Il est aujourd’hui avéré que ces TCS peuvent être utilisées à des fins autres que la protection des citoyens, par exemple en mettant sous surveillance des journalistes, des défenseurs des droits humains, voire l’ensemble de la population d’un pays…

L’implication d’entreprises marocaines dans l’exportation de TCS

Hacking Team, une entreprise italienne, qui décrit ses technologies comme « offensives », a fait appel à des entreprises proches des officines marocaines de renseignements pour leur vendre pour plus de trois millions d’euros son « Remote Control System » (RCS), commercialisé sous le nom « Da Vinci ». Un logiciel qui permet la capture directe de l’information, dès sa saisie sur ordinateur, avant même qu’elle soit cryptée, et le renvoi de toutes les données collectées par un cheval de Troie concocté par Hacking Team elle -même, envoyé et installé frauduleusement sur le terminal de la cible.

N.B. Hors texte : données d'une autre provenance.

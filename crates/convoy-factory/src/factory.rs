// SPDX-FileCopyrightText: 2026 Convoy Contributors
// SPDX-License-Identifier: MIT OR Apache-2.0

//! The per-user component factory.
//!
//! Single entry point for obtaining a user's channel client, conversation
//! manager, and recovery manager. Each kind is a cached singleton per user;
//! nothing is ever shared across users. A background sweep disposes and
//! evicts instances that sit idle past the configured ceiling, and a per-user
//! cap bounds how many instances of one kind a user can hold.

use std::sync::Arc;
use std::time::Duration;

use tokio::time::interval;
use tokio_util::sync::CancellationToken;
use tracing::{debug, info, warn};

use convoy_channel::ChannelClient;
use convoy_config::model::ConvoyConfig;
use convoy_conversation::ConversationManager;
use convoy_core::{ConvoyError, StateStore, Transport, UserComponent};
use convoy_recovery::RecoveryManager;

use crate::cache::ComponentCache;

/// Produces the transport for one user's channel client.
///
/// The factory owns component lifecycles but not the wire; callers plug in
/// whatever transport the deployment uses.
pub trait TransportFactory: Send + Sync + 'static {
    fn transport_for(&self, user_id: &str) -> Result<Arc<dyn Transport>, ConvoyError>;
}

/// Caches and disposes per-user component instances.
pub struct ComponentFactory {
    config: ConvoyConfig,
    transports: Arc<dyn TransportFactory>,
    durable: Arc<dyn StateStore>,
    volatile: Arc<dyn StateStore>,
    channels: ComponentCache<ChannelClient>,
    conversations: ComponentCache<ConversationManager>,
    recoveries: ComponentCache<RecoveryManager>,
    sweep_cancel: CancellationToken,
}

impl ComponentFactory {
    /// Creates the factory and starts its eviction sweep task.
    pub fn new(
        config: ConvoyConfig,
        transports: Arc<dyn TransportFactory>,
        durable: Arc<dyn StateStore>,
        volatile: Arc<dyn StateStore>,
    ) -> Arc<Self> {
        let factory = Arc::new(Self {
            config,
            transports,
            durable,
            volatile,
            channels: ComponentCache::new("channel_client"),
            conversations: ComponentCache::new("conversation_manager"),
            recoveries: ComponentCache::new("recovery_manager"),
            sweep_cancel: CancellationToken::new(),
        });
        factory.spawn_sweep_task();
        info!(
            sweep_interval_secs = factory.config.factory.sweep_interval_secs,
            max_idle_secs = factory.config.factory.max_idle_secs,
            per_user_cap = factory.config.factory.per_user_cap,
            "component factory started"
        );
        factory
    }

    /// The user's channel client, constructing one if none is cached.
    ///
    /// A transport construction failure propagates to the caller and nothing
    /// is cached.
    pub async fn channel_client(&self, user_id: &str) -> Result<Arc<ChannelClient>, ConvoyError> {
        if let Some(client) = self.channels.get(user_id) {
            return Ok(client);
        }

        let gate = self.channels.construction_gate(user_id);
        let _constructing = gate.lock().await;
        // Re-check under the gate: a concurrent caller may have just won.
        if let Some(client) = self.channels.get(user_id) {
            return Ok(client);
        }

        let transport = self.transports.transport_for(user_id)?;
        let client = Arc::new(ChannelClient::new(user_id, transport, &self.config.channel));
        debug!(user_id, "channel client constructed");

        let evicted = self
            .channels
            .insert(user_id, client.clone(), self.config.factory.per_user_cap);
        dispose_all(evicted).await;
        Ok(client)
    }

    /// The user's recovery manager, constructing one if none is cached.
    pub async fn recovery_manager(&self, user_id: &str) -> Result<Arc<RecoveryManager>, ConvoyError> {
        if let Some(manager) = self.recoveries.get(user_id) {
            return Ok(manager);
        }

        let gate = self.recoveries.construction_gate(user_id);
        let _constructing = gate.lock().await;
        if let Some(manager) = self.recoveries.get(user_id) {
            return Ok(manager);
        }

        let manager = Arc::new(RecoveryManager::new(
            user_id,
            Arc::clone(&self.durable),
            Arc::clone(&self.volatile),
            self.config.recovery.clone(),
        ));
        debug!(user_id, "recovery manager constructed");

        let evicted = self
            .recoveries
            .insert(user_id, manager.clone(), self.config.factory.per_user_cap);
        dispose_all(evicted).await;
        Ok(manager)
    }

    /// The user's conversation manager, composed from the same user's channel
    /// client and recovery manager.
    pub async fn conversation_manager(
        &self,
        user_id: &str,
    ) -> Result<Arc<ConversationManager>, ConvoyError> {
        if let Some(manager) = self.conversations.get(user_id) {
            return Ok(manager);
        }

        let gate = self.conversations.construction_gate(user_id);
        let _constructing = gate.lock().await;
        if let Some(manager) = self.conversations.get(user_id) {
            return Ok(manager);
        }

        let channel = self.channel_client(user_id).await?;
        let recovery = self.recovery_manager(user_id).await?;
        let manager =
            ConversationManager::new(user_id, channel, recovery, self.config.queue.clone()).await;
        debug!(user_id, "conversation manager constructed");

        let evicted = self
            .conversations
            .insert(user_id, manager.clone(), self.config.factory.per_user_cap);
        dispose_all(evicted).await;
        Ok(manager)
    }

    /// Disposes and evicts every instance belonging to `user_id`. Idempotent.
    pub async fn cleanup_user(&self, user_id: &str) {
        // Conversations first: they hold the channel and recovery instances.
        let conversations = self.conversations.remove_user(user_id);
        let channels = self.channels.remove_user(user_id);
        let recoveries = self.recoveries.remove_user(user_id);
        let removed = conversations.len() + channels.len() + recoveries.len();

        dispose_all(conversations).await;
        dispose_all(channels).await;
        dispose_all(recoveries).await;

        if removed > 0 {
            info!(user_id, removed, "user components cleaned up");
        }
    }

    /// Disposes every cached instance and stops the sweep task.
    pub async fn shutdown(&self) {
        self.sweep_cancel.cancel();

        let conversations = self.conversations.drain_all();
        let channels = self.channels.drain_all();
        let recoveries = self.recoveries.drain_all();
        let disposed = conversations.len() + channels.len() + recoveries.len();

        dispose_all(conversations).await;
        dispose_all(channels).await;
        dispose_all(recoveries).await;

        info!(disposed, "component factory shut down");
    }

    /// Total cached instances across all kinds, for diagnostics.
    pub fn cached_instances(&self) -> usize {
        self.channels.count() + self.conversations.count() + self.recoveries.count()
    }

    fn spawn_sweep_task(self: &Arc<Self>) {
        let factory = Arc::clone(self);
        tokio::spawn(async move {
            let mut tick = interval(Duration::from_secs(
                factory.config.factory.sweep_interval_secs,
            ));
            // The first tick of a tokio interval fires immediately.
            tick.tick().await;
            loop {
                tokio::select! {
                    _ = factory.sweep_cancel.cancelled() => break,
                    _ = tick.tick() => factory.sweep_idle().await,
                }
            }
        });
    }

    async fn sweep_idle(&self) {
        let max_idle = Duration::from_secs(self.config.factory.max_idle_secs);

        let conversations = self.conversations.sweep(max_idle);
        let channels = self.channels.sweep(max_idle);
        let recoveries = self.recoveries.sweep(max_idle);
        let evicted = conversations.len() + channels.len() + recoveries.len();

        dispose_all(conversations).await;
        dispose_all(channels).await;
        dispose_all(recoveries).await;

        if evicted > 0 {
            info!(evicted, "idle components swept");
        } else {
            debug!("sweep pass found nothing idle");
        }
    }
}

impl Drop for ComponentFactory {
    fn drop(&mut self) {
        self.sweep_cancel.cancel();
        if self.cached_instances() > 0 {
            warn!("factory dropped with undisposed instances, call shutdown() first");
        }
    }
}

async fn dispose_all<T: UserComponent>(instances: Vec<Arc<T>>) {
    for instance in instances {
        instance.dispose().await;
    }
}
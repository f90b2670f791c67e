// SPDX-FileCopyrightText: 2026 Convoy Contributors
// SPDX-License-Identifier: MIT OR Apache-2.0

//! Versioned envelope for durable conversation records.
//!
//! A record is only ever accepted whole: matching schema version, matching
//! owner, and within the retention window. Anything else is discarded, never
//! partially trusted. Payloads above the compression threshold are gzipped
//! and base64-encoded, marked with a textual prefix.

use base64::Engine;
use flate2::read::GzDecoder;
use flate2::write::GzEncoder;
use flate2::Compression;
use serde::{Deserialize, Serialize};
use std::io::{Read, Write};

use convoy_core::ConvoyError;

/// Current schema version for durable records.
pub const STATE_VERSION: u32 = 1;

/// Prefix marking a compressed payload.
pub const COMPRESSED_PREFIX: &str = "gz:";

/// Durable form of one user's conversation state.
///
/// The state itself stays a loose JSON value until it has passed validation
/// (and possibly sanitization); typing it earlier would silently drop the
/// malformed fields validation exists to catch.
#[derive(Debug, Clone, Serialize, Deserialize)]
pub struct VersionedState {
    pub version: u32,
    pub user_id: String,
    pub state: serde_json::Value,
    /// Save time, epoch milliseconds.
    pub saved_at: i64,
}

impl VersionedState {
    /// Checks version, ownership, and freshness against the requesting user.
    ///
    /// Returns the reason for rejection, if any.
    pub fn acceptance_error(
        &self,
        requesting_user: &str,
        retention_ms: i64,
        now_ms: i64,
    ) -> Option<String> {
        if self.version != STATE_VERSION {
            return Some(format!(
                "schema version {} does not match current {STATE_VERSION}",
                self.version
            ));
        }
        if self.user_id != requesting_user {
            return Some("record owner does not match requesting user".to_string());
        }
        if now_ms.saturating_sub(self.saved_at) > retention_ms {
            return Some(format!(
                "record is older than the retention ceiling ({retention_ms}ms)"
            ));
        }
        None
    }
}

/// Compresses `payload` if it exceeds `threshold` bytes, otherwise returns it
/// unchanged.
pub fn encode_payload(payload: &str, threshold: usize) -> Result<String, ConvoyError> {
    if payload.len() <= threshold {
        return Ok(payload.to_string());
    }

    let mut encoder = GzEncoder::new(Vec::new(), Compression::default());
    encoder
        .write_all(payload.as_bytes())
        .and_then(|_| encoder.finish())
        .map(|compressed| {
            let encoded = base64::engine::general_purpose::STANDARD.encode(compressed);
            format!("{COMPRESSED_PREFIX}{encoded}")
        })
        .map_err(|e| ConvoyError::Storage { source: Box::new(e) })
}

/// Reverses [`encode_payload`], detecting the compression marker.
pub fn decode_payload(raw: &str) -> Result<String, ConvoyError> {
    let Some(encoded) = raw.strip_prefix(COMPRESSED_PREFIX) else {
        return Ok(raw.to_string());
    };

    let compressed = base64::engine::general_purpose::STANDARD
        .decode(encoded)
        .map_err(|e| ConvoyError::Validation(format!("corrupt compressed payload: {e}")))?;

    let mut decoder = GzDecoder::new(compressed.as_slice());
    let mut out = String::new();
    decoder
        .read_to_string(&mut out)
        .map_err(|e| ConvoyError::Validation(format!("corrupt compressed payload: {e}")))?;
    Ok(out)
}
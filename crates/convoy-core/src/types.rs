// SPDX-FileCopyrightText: 2026 Convoy Contributors
// SPDX-License-Identifier: MIT OR Apache-2.0

//! Conversation data model shared across the Convoy workspace.
//!
//! [`ConversationState`] is owned exclusively by one conversation manager
//! instance per user. Messages are append-only: they are created on send or
//! on inbound completion and mutated only by the owning manager, never deleted.

use serde::{Deserialize, Serialize};
use strum::{Display, EnumString};

/// Who produced a message.
#[derive(
    Debug, Clone, Copy, PartialEq, Eq, Hash, Display, EnumString, Serialize, Deserialize,
)]
#[strum(serialize_all = "snake_case")]
#[serde(rename_all = "snake_case")]
pub enum MessageRole {
    User,
    Assistant,
    System,
}

/// Delivery status of a message, as tracked by the conversation manager.
#[derive(
    Debug, Clone, Copy, PartialEq, Eq, Hash, Display, EnumString, Serialize, Deserialize,
)]
#[strum(serialize_all = "snake_case")]
#[serde(rename_all = "snake_case")]
pub enum MessageStatus {
    /// Created locally, not yet handed to the channel.
    Pending,
    /// Currently in flight on the channel.
    Sending,
    /// Accepted by the channel.
    Sent,
    /// Retries exhausted; permanently failed.
    Failed,
    /// Inbound message received from the agent.
    Received,
}

/// A single conversation message.
#[derive(Debug, Clone, Serialize, Deserialize)]
pub struct Message {
    /// Globally unique per user + time + random suffix.
    pub id: String,
    pub text: String,
    /// Creation time, epoch milliseconds.
    pub created_at: i64,
    pub role: MessageRole,
    pub status: MessageStatus,
    /// Number of send retries consumed so far.
    #[serde(default)]
    pub retries: u32,
    /// Free-form metadata attached by the caller or the agent.
    #[serde(default)]
    pub metadata: serde_json::Map<String, serde_json::Value>,
}

impl Message {
    /// Creates a new message owned by `user_id` with a collision-resistant id.
    pub fn new(user_id: &str, text: impl Into<String>, role: MessageRole) -> Self {
        let now = now_millis();
        let suffix = uuid::Uuid::new_v4().simple().to_string();
        Self {
            id: format!("{user_id}-{now}-{}", &suffix[..8]),
            text: text.into(),
            created_at: now,
            role,
            status: MessageStatus::Pending,
            retries: 0,
            metadata: serde_json::Map::new(),
        }
    }
}

/// Structured side-channel data attached to a completed agent run.
#[derive(Debug, Clone, Default, PartialEq, Serialize, Deserialize)]
pub struct UvsContext {
    #[serde(default)]
    pub report_type: Option<String>,
    #[serde(default)]
    pub has_data: bool,
    #[serde(default)]
    pub has_optimization: bool,
    /// Nested result payloads from the agent, passed through opaquely.
    #[serde(default)]
    pub results: Option<serde_json::Value>,
    #[serde(default)]
    pub suggested_next_steps: Vec<String>,
}

/// The full conversation state for one user.
///
/// The recovery manager serializes and deserializes this; it never mutates it.
#[derive(Debug, Clone, Serialize, Deserialize)]
pub struct ConversationState {
    #[serde(default)]
    pub thread_id: Option<String>,
    /// Insertion order is significant; append-only.
    #[serde(default)]
    pub messages: Vec<Message>,
    /// The in-flight agent run, if any.
    #[serde(default)]
    pub active_run_id: Option<String>,
    #[serde(default)]
    pub is_processing: bool,
    /// Epoch milliseconds of the last state mutation.
    #[serde(default)]
    pub last_activity: i64,
    #[serde(default)]
    pub uvs_context: Option<UvsContext>,
}

impl Default for ConversationState {
    fn default() -> Self {
        Self {
            thread_id: None,
            messages: Vec::new(),
            active_run_id: None,
            is_processing: false,
            last_activity: now_millis(),
            uvs_context: None,
        }
    }
}

impl ConversationState {
    /// Marks activity now and returns the timestamp used.
    pub fn touch(&mut self) -> i64 {
        self.last_activity = now_millis();
        self.last_activity
    }

    /// Finds a message by id.
    pub fn message_mut(&mut self, id: &str) -> Option<&mut Message> {
        self.messages.iter_mut().find(|m| m.id == id)
    }
}

/// Current time as epoch milliseconds.
pub fn now_millis() -> i64 {
    chrono::Utc::now().timestamp_millis()
}
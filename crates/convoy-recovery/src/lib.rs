// SPDX-FileCopyrightText: 2026 Convoy Contributors
// SPDX-License-Identifier: MIT OR Apache-2.0

//! State persistence and recovery for Convoy conversations.
//!
//! This crate keeps one user's conversation alive across reloads and crashes:
//!
//! - [`RecoveryManager`] — saves versioned, size-capped, optionally compressed
//!   snapshots and recovers the best available one through a cascade of
//!   storage tiers, never surfacing an error to the caller on recovery.
//! - [`store`] — the durable ([`FileStore`]) and volatile ([`MemoryStore`])
//!   tiers behind the [`convoy_core::StateStore`] seam.
//! - [`envelope`] — the versioned on-disk record format with ownership,
//!   version, and retention checks.
//! - [`validate`] — validation and best-effort sanitization of recovered
//!   state, so corrupted records degrade instead of poisoning the session.

pub mod envelope;
pub mod manager;
pub mod store;
pub mod validate;

pub use envelope::{VersionedState, COMPRESSED_PREFIX, STATE_VERSION};
pub use manager::RecoveryManager;
pub use store::{FileStore, MemoryStore};
pub use validate::{sanitize_state, validate_state};
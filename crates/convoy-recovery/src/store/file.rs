// SPDX-FileCopyrightText: 2026 Convoy Contributors
// SPDX-License-Identifier: MIT OR Apache-2.0

//! Durable file-backed storage tier.
//!
//! One file per key under a configured directory. Writes go through a
//! temporary file and a rename so a crash mid-write never leaves a truncated
//! record for recovery to trip over.

use std::path::PathBuf;

use async_trait::async_trait;
use tracing::debug;

use convoy_core::{ConvoyError, StateStore};

/// File-per-key tier that survives process restarts.
pub struct FileStore {
    dir: PathBuf,
}

impl FileStore {
    pub fn new(dir: impl Into<PathBuf>) -> Self {
        Self { dir: dir.into() }
    }

    /// Maps a storage key to a filesystem-safe path inside the store dir.
    fn path_for(&self, key: &str) -> PathBuf {
        let safe: String = key
            .chars()
            .map(|c| if c.is_ascii_alphanumeric() || c == '-' || c == '_' { c } else { '_' })
            .collect();
        self.dir.join(format!("{safe}.json"))
    }

    fn storage_err(e: std::io::Error) -> ConvoyError {
        ConvoyError::Storage { source: Box::new(e) }
    }
}

#[async_trait]
impl StateStore for FileStore {
    async fn get(&self, key: &str) -> Result<Option<String>, ConvoyError> {
        match tokio::fs::read_to_string(self.path_for(key)).await {
            Ok(content) => Ok(Some(content)),
            Err(e) if e.kind() == std::io::ErrorKind::NotFound => Ok(None),
            Err(e) => Err(Self::storage_err(e)),
        }
    }

    async fn put(&self, key: &str, value: &str) -> Result<(), ConvoyError> {
        tokio::fs::create_dir_all(&self.dir)
            .await
            .map_err(Self::storage_err)?;

        let path = self.path_for(key);
        let tmp = path.with_extension("json.tmp");
        tokio::fs::write(&tmp, value).await.map_err(Self::storage_err)?;
        tokio::fs::rename(&tmp, &path).await.map_err(Self::storage_err)?;

        debug!(key = key, path = %path.display(), "durable record written");
        Ok(())
    }

    async fn remove(&self, key: &str) -> Result<(), ConvoyError> {
        match tokio::fs::remove_file(self.path_for(key)).await {
            Ok(()) => Ok(()),
            Err(e) if e.kind() == std::io::ErrorKind::NotFound => Ok(()),
            Err(e) => Err(Self::storage_err(e)),
        }
    }
}
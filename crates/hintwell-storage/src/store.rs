//! Segment Store Factory
//!
//! Maps a destination endpoint to its [`HintLog`] instance. The factory
//! guarantees at-most-one construction per endpoint under concurrent
//! lookup: the first caller builds the log (creating the endpoint directory
//! on demand), later callers get the same shared handle.
//!
//! Handles are reference counted. The factory keeps one reference of its
//! own until [`HintLogFactory::release`] is called at endpoint-manager
//! shutdown; the underlying files close when the last holder (typically the
//! replay sender finishing its in-flight work) drops its `Arc`.

use std::collections::HashMap;
use std::path::PathBuf;
use std::sync::Arc;

use tokio::sync::RwLock;
use tracing::info;

use hintwell_core::EndpointId;

use crate::error::Result;
use crate::log::HintLog;

pub struct HintLogFactory {
    shard_dir: PathBuf,
    segment_size: u64,
    logs: RwLock<HashMap<EndpointId, Arc<HintLog>>>,
}

impl HintLogFactory {
    pub fn new(shard_dir: PathBuf, segment_size: u64) -> Self {
        Self {
            shard_dir,
            segment_size,
            logs: RwLock::new(HashMap::new()),
        }
    }

    /// Get the log for `endpoint`, creating it (and its directory) if this
    /// is the first hint for that destination.
    pub async fn get_or_create(&self, endpoint: &EndpointId) -> Result<Arc<HintLog>> {
        // Fast path: read lock
        {
            let logs = self.logs.read().await;
            if let Some(log) = logs.get(endpoint) {
                return Ok(log.clone());
            }
        }

        // Slow path: write lock, with a double-check since another task may
        // have built the log while we waited.
        let mut logs = self.logs.write().await;
        if let Some(log) = logs.get(endpoint) {
            return Ok(log.clone());
        }

        let dir = self.shard_dir.join(endpoint.as_str());
        let log = Arc::new(HintLog::open(dir, self.segment_size).await?);
        logs.insert(endpoint.clone(), log.clone());

        info!(endpoint = %endpoint, "created hint store");

        Ok(log)
    }

    /// Drop the factory's handle for `endpoint`. The log closes once every
    /// outstanding holder releases its own handle.
    pub async fn release(&self, endpoint: &EndpointId) {
        self.logs.write().await.remove(endpoint);
    }
}
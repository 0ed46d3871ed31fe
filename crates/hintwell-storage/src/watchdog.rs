//! Disk-Space Watchdog
//!
//! Periodic audit of the shard's hints root. Each tick sums the on-disk
//! bytes of every endpoint directory; when the shard total exceeds
//! `max_shard_disk_space_size`, every endpoint holding two or more segment
//! files loses its admission flag until a later audit brings the total back
//! under the cap.
//!
//! ## Fairness
//!
//! Endpoints with a single (currently active) segment are never forbidden:
//! every destination keeps at least one segment's worth of disk share, so a
//! single long-dead peer cannot starve hint generation for the others.

use std::collections::{HashMap, HashSet};
use std::path::PathBuf;
use std::sync::{Arc, RwLock};
use std::time::Duration;

use tokio::sync::watch;
use tokio::task::JoinHandle;
use tracing::{debug, warn};

use hintwell_core::EndpointId;

use crate::endpoint::EndpointManager;
use crate::error::Result;
use crate::log::parse_segment_seq;

type ManagerMap = Arc<RwLock<HashMap<EndpointId, Arc<EndpointManager>>>>;

pub struct SpaceWatchdog {
    shard_dir: PathBuf,
    max_shard_disk_space_size: u64,
    period: Duration,
    managers: ManagerMap,
    shutdown: watch::Sender<bool>,
    loop_handle: tokio::sync::Mutex<Option<JoinHandle<()>>>,
}

impl SpaceWatchdog {
    pub fn new(
        shard_dir: PathBuf,
        max_shard_disk_space_size: u64,
        period: Duration,
        managers: ManagerMap,
    ) -> Self {
        let (shutdown, _) = watch::channel(false);
        Self {
            shard_dir,
            max_shard_disk_space_size,
            period,
            managers,
            shutdown,
            loop_handle: tokio::sync::Mutex::new(None),
        }
    }

    pub async fn start(self: &Arc<Self>) {
        let watchdog = self.clone();
        let handle = tokio::spawn(async move { watchdog.run().await });
        *self.loop_handle.lock().await = Some(handle);
    }

    /// Stop the watchdog, waiting out an audit already in progress.
    pub async fn stop(&self) {
        let _ = self.shutdown.send(true);
        let handle = self.loop_handle.lock().await.take();
        if let Some(handle) = handle {
            let _ = handle.await;
        }
    }

    async fn run(self: Arc<Self>) {
        let mut shutdown_rx = self.shutdown.subscribe();
        let mut ticker = tokio::time::interval(self.period);
        ticker.set_missed_tick_behavior(tokio::time::MissedTickBehavior::Delay);
        // interval fires immediately; skip the initial tick
        ticker.tick().await;

        loop {
            tokio::select! {
                _ = ticker.tick() => {}
                _ = shutdown_rx.changed() => break,
            }
            if let Err(err) = self.audit_once().await {
                warn!(error = %err, "hints space audit failed");
            }
        }
    }

    async fn audit_once(&self) -> Result<()> {
        let mut total_size = 0u64;
        let mut eps_with_pending_hints = HashSet::new();

        let mut shard_entries = match tokio::fs::read_dir(&self.shard_dir).await {
            Ok(entries) => entries,
            // Nothing hinted yet on this shard
            Err(err) if err.kind() == std::io::ErrorKind::NotFound => return Ok(()),
            Err(err) => return Err(err.into()),
        };

        while let Some(entry) = shard_entries.next_entry().await? {
            if !entry.file_type().await?.is_dir() {
                continue;
            }
            let Some(name) = entry.file_name().to_str().map(str::to_string) else {
                continue;
            };
            let endpoint = EndpointId::new(name);
            let (dir_size, file_count) = self.scan_one_ep_dir(entry.path()).await?;
            total_size += dir_size;
            if file_count > 1 {
                eps_with_pending_hints.insert(endpoint);
            }
        }

        let over_cap = total_size > self.max_shard_disk_space_size;
        debug!(
            total_size,
            cap = self.max_shard_disk_space_size,
            pending_endpoints = eps_with_pending_hints.len(),
            over_cap,
            "hints space audit"
        );

        let managers: Vec<_> = {
            let map = self.managers.read().unwrap();
            map.values().cloned().collect()
        };

        if over_cap {
            for manager in &managers {
                if eps_with_pending_hints.contains(manager.endpoint()) && manager.can_hint() {
                    warn!(
                        endpoint = %manager.endpoint(),
                        total_size,
                        "hints disk budget exceeded, forbidding new hints"
                    );
                    manager.forbid_hints();
                }
            }
        } else {
            for manager in &managers {
                manager.allow_hints();
            }
        }

        Ok(())
    }

    /// Sum file sizes and count segment files in one endpoint directory.
    async fn scan_one_ep_dir(&self, path: PathBuf) -> Result<(u64, usize)> {
        let mut size = 0u64;
        let mut files = 0usize;
        let mut entries = tokio::fs::read_dir(&path).await?;
        while let Some(entry) = entries.next_entry().await? {
            let Some(name) = entry.file_name().to_str().map(str::to_string) else {
                continue;
            };
            if parse_segment_seq(&name).is_none() {
                continue;
            }
            size += entry.metadata().await?.len();
            files += 1;
        }
        Ok((size, files))
    }
}
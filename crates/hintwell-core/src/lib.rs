//! Hintwell Core Types
//!
//! This crate defines the data model shared by the hintwell storage engine:
//! the hint record itself, the replay position that orders hints inside a
//! segment, and the binary framing used to persist hints on disk.
//!
//! ## What is a Hint?
//!
//! A hint is a durable record of a mutation that was intended for a replica
//! that was unavailable at write time. The coordinator parks the mutation on
//! local disk and a background sender replays it once the peer comes back.
//! Each hint carries:
//! - the destination table and partition key (for replica resolution at
//!   replay time - topology may have changed since capture)
//! - the frozen mutation payload (arbitrary bytes)
//! - the table-schema version the payload was encoded against
//!
//! ## Main Types
//!
//! - [`EndpointId`]: opaque address of the destination replica; doubles as
//!   the per-endpoint hint directory name
//! - [`FrozenMutation`]: one captured mutation plus its schema version
//! - [`ReplayPosition`]: monotone (segment, offset) pair assigned at append
//!   time and used for in-flight tracking during replay
//! - [`codec`]: length/CRC-framed entry encoding for segment files

pub mod codec;
pub mod error;
pub mod hint;
pub mod position;

pub use error::{Error, Result};
pub use hint::{ColumnMapping, EndpointId, FrozenMutation, SchemaVersion};
pub use position::ReplayPosition;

La correspondance interne de l’entreprise italienne, récemment rendue publique sur le site Wikileaks, révèle que, jusqu’en 2014, les services marocains, à savoir la Direction générale de la Surveillance du Territoire (DGST) et le Conseil supérieur de la Défense nationale (CSDN), ont passé plusieurs commandes auprès de la filiale marocaine d’Al-Fahad Security Systems (FSSYS), elle-même filiale du groupe émirati Etimad ; un certain Faiçal Tanarhte, ex-ingénieur de l’Agence nationale de Réglementations des Télécommunications (ANRT – Maroc) et actuel cadre au sein de FSSYS Maroc se chargeant du service après-vente auprès de la DGST.

Une autre entreprise casablancaise, Genmed, spécialisée dans l’importation d’outils d’analyse technico-légale, tente depuis plus d’un an, par l’intermédiaire de son directeur général, Omar Guessous, de décrocher un contrat d’une valeur de cinq cent mille euros auprès de la Gendarmerie royale, par la vente des logiciels-espions de Hacking Team. Un premier règlement d’une valeur de cinquante-cinq mille euros a ainsi été effectué en 2014, sous la forme de frais de consultance au profit d’une société écran, Soma Technics, domiciliée à Dubai, et ce sur instruction d’Omar Guessous.

Cette technologie, conçue uniquement pour les agences gouvernementales et les services chargés de faire respecter la loi pour combattre la cybercriminalité, a pourtant été utilisée en 2012 contre les blogueurs marocains du site Mamfakinch, un collectif qui oeuvre au sein du Mouvement du 20 février (M20F), la « version marocaine » (en modèle réduit) du printemps arabe.

Des TCS utilisées contre des journalistes et des défenseurs des droits humains

Le 20 juillet 2012, après avoir été récompensée par le Breaking Border Awards, la rédaction de Mamfakinch recevait un email intitulé « Dénonciation », accompagné d’une pièce jointe, « scandale (2).doc », et de la requête suivante : « Svp ne mentionnez pas mon nom ni rien du tout je ne veux pas d’embrouilles. »

Le cheval de Troie découvert dans la pièce jointe par des techniciens du Parti pirate marocain (PPM), proche du collectif Mamfakinch, a été analysé par des experts en sécurité informatique qui ont trouvé des bribes de code mentionnant le nom de Hacking Team et le RCS, présenté comme une « suite de hacking pour l’interception gouvernementale capable de pirater n’importe quel système informatique, afin de pouvoir surveiller, espionner et récupérer tout type de données sur les ordinateurs infectés ».

Surveillance vs. surveillance

Depuis octobre 2014, un mystérieux compte Twitter au nom de « Chris Coleman » distille des documents confidentiels propriété de la diplomatie marocaine, hackés sur des comptes de messagerie appartenant à de hauts responsables du ministère des Affaires étrangères et de la Coopération (MAEC). Aussi, la Direction générale de la Sécurité des Systèmes d’Information (DGSSI) de l’armée entend restaurer la sécurité du système de messagerie du MAEC –et par le fait en prendre le contrôle-, dont, semble-t-il, la vulnérabilité est due à l’utilisation de mots de passe par défaut insuffisamment sécurisés et, qui plus est, affectés à plusieurs comptes.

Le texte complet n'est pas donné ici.